In the Internet of Things, anything that can be connected will be connected 

That now even holds true for bottles of rum.

Absolut Vodka, which ships around 100 million bottles a year, was experimenting with connecting bottles last year, as I wrote about here at the time (‘Agency Of Things’ Aims To Connect Brands).

The brand tapped London-based SharpEnd, which bills itself as the agency of things, to explore using bottles as a way to better service customers by leveraging location information.
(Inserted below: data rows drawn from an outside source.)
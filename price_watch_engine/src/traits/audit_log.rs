use crate::{
    db_types::{NewAuditEntry, WatchAuditEntry, WatchId},
    traits::StoreError,
};

/// Append-only audit trail. Nothing in the engine reads it back to make decisions.
#[allow(async_fn_in_trait)]
pub trait AuditLog {
    async fn append_audit_entry(&self, entry: NewAuditEntry) -> Result<WatchAuditEntry, StoreError>;

    /// Entries for the watch, ordered by timestamp and then insertion order.
    async fn fetch_audit_entries(&self, watch: WatchId) -> Result<Vec<WatchAuditEntry>, StoreError>;
}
The agency and Absolut conducted some trials of NFC-enabled bottles in the company’s IoT innovation lab in Stockholm.

The lab tests scalable growth opportunities for connected products, services and experiences driven by technological innovation.

That test is now turning into a mega-rollout of connected bottles of Malibu rum.

Some 40,000 bottles of Malibu rum are being shipped with NFC tags and go on sale Sept. 1. (In the how-sausage-is-made department, the NFC tags are applied to the bottles by passing them through a heat tunnel, which allows the tags to be smartphone readable after application.)

The bottles go on sale starting in 1,600 Tesco stores in the U.K.

No mobile app is required and consumers can use their phones to tap the bottles to unlock five digital experiences, according to SharpEnd.

These include an instant-win competition, bar locator, drink recipes, music playlists and user-generated content, also with a potential prize.

The NFC will trigger the engagement by a smartphone either being tapped or waved over the rum bottle.

“By embracing suitable and scalable technologies onto our packaging, we can turn each bottle into a direct, digital touchpoint for consumers all across the world,” said Markus Wulff, digital innovation manager at Malibu.

When I last spoke with SharpEnd founder Cameron Worth, he described the potential of connectivity via bottles.

“The connected bottle is a holistic channel once it links to Web-based content,” he said at the time.

“Bottles are now able to drive localized content, providing an entirely new way to communicate with consumers and bringing the brand directly in front of their target audience, presenting the opportunity to drive brand loyalty through service delivery,” he said yesterday.

Now even a bottle of rum can become smart.